[INPUT]

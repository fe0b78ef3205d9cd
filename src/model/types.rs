use std::{sync::Arc, time::Duration};

use image::RgbImage;
use serde::Serialize;

use crate::error::ServiceError;

/// One OCR call: the decoded cheque image plus the instruction sent with it.
#[derive(Debug, Clone)]
pub struct InferenceRequest {
    pub image: RgbImage,
    pub instruction: String,
}

/// Fixed decoding policy shared by every request.
#[derive(Debug, Clone, Serialize)]
pub struct GenerationParams {
    pub max_new_tokens: usize,
    pub temperature: f64,
    pub min_p: f64,
    #[serde(rename = "token_timeout_secs", serialize_with = "as_secs")]
    pub token_timeout: Duration,
    #[serde(skip)]
    pub stream_capacity: usize,
}

fn as_secs<S: serde::Serializer>(value: &Duration, serializer: S) -> Result<S::Ok, S::Error> {
    serializer.serialize_f64(value.as_secs_f64())
}

#[derive(Debug, Clone, Serialize)]
pub struct ModelMetadata {
    pub name: String,
    pub path: String,
    pub device: String,
    pub dtype: String,
    pub size_bytes: u64,
    pub max_seq_length: usize,
}

/// Messages sent from the generation worker to the request thread.
#[derive(Debug)]
pub enum StreamEvent {
    /// The worker owns the compute device and is about to decode.
    Started,
    Fragment(String),
    Finished,
    Failed(ServiceError),
}

/// Accumulated result of one streamed generation.
#[derive(Debug, Clone)]
pub struct GenerationOutcome {
    pub text: String,
    pub fragments: usize,
    pub timed_out: bool,
    pub elapsed: Duration,
}

/// A loaded vision-language model together with its tokenizer.
pub trait VisionLanguageModel: Send + Sync {
    fn metadata(&self) -> ModelMetadata;

    /// Generates text for `request`, calling `sink.started()` once the model
    /// is free to run and then `sink.fragment()` for each decoded piece in
    /// order. Either call returns `false` once nobody is listening, after which
    /// generation should stop early.
    fn generate_stream(
        &self,
        request: &InferenceRequest,
        params: &GenerationParams,
        sink: &mut dyn StreamSink,
    ) -> Result<(), ServiceError>;
}

/// Receiving end of a streamed generation, as seen by the model.
pub trait StreamSink {
    fn started(&mut self) -> bool;
    fn fragment(&mut self, text: String) -> bool;
}

/// Materializes the model handle. Called at most once per successful load.
pub trait ModelLoader: Send + Sync {
    fn load(&self) -> Result<Arc<dyn VisionLanguageModel>, ServiceError>;
}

[/INPUT]

### PROBLEM
Retyping every line above exactly is all that is needed.

### RESULT FOR THIS EXERCISE
repository fe0b78ef3205d9cd
filename src/model/types.rs
use std::{sync::Arc, time::Duration};

use image::RgbImage;
use serde::Serialize;

use crate::error::ServiceError;

/// One OCR call: the decoded cheque image plus the instruction sent with it.
#[derive(Debug, Clone)]
pub struct InferenceRequest {
    pub image: RgbImage,
    pub instruction: String,
}

/// Fixed decoding policy shared by every request.
#[derive(Debug, Clone, Serialize)]
pub struct GenerationParams {
    pub max_new_tokens: usize,
    pub temperature: f64,
    pub min_p: f64,
    #[serde(rename = "token_timeout_secs", serialize_with = "as_secs")]
    pub token_timeout: Duration,
    #[serde(skip)]
    pub stream_capacity: usize,
}

fn as_secs<S: serde::Serializer>(value: &Duration, serializer: S) -> Result<S::Ok, S::Error> {
    serializer.serialize_f64(value.as_secs_f64())
}

#[derive(Debug, Clone, Serialize)]
pub struct ModelMetadata {
    pub name: String,
    pub path: String,
    pub device: String,
    pub dtype: String,
    pub size_bytes: u64,
    pub max_seq_length: usize,
}

/// Messages sent from the generation worker to the request thread.
#[derive(Debug)]
pub enum StreamEvent {
    /// The worker owns the compute device and is about to decode.
    Started,
    Fragment(String),
    Finished,
    Failed(ServiceError),
}

/// Accumulated result of one streamed generation.
#[derive(Debug, Clone)]
pub struct GenerationOutcome {
    pub text: String,
    pub fragments: usize,
    pub timed_out: bool,
    pub elapsed: Duration,
}

/// A loaded vision-language model together with its tokenizer.
pub trait VisionLanguageModel: Send + Sync {
    fn metadata(&self) -> ModelMetadata;

    /// Generates text for `request`, calling `sink.started()` once the model
    /// is free to run and then `sink.fragment()` for each decoded piece in
    /// order. Either call returns `false` once nobody is listening, after which
    /// generation should stop early.
    fn generate_stream(
        &self,
        request: &InferenceRequest,
        params: &GenerationParams,
        sink: &mut dyn StreamSink,
    ) -> Result<(), ServiceError>;
}

/// Receiving end of a streamed generation, as seen by the model.
pub trait StreamSink {
    fn started(&mut self) -> bool;
    fn fragment(&mut self, text: String) -> bool;
}

/// Materializes the model handle. Called at most once per successful load.
pub trait ModelLoader: Send + Sync {
    fn load(&self) -> Result<Arc<dyn VisionLanguageModel>, ServiceError>;
}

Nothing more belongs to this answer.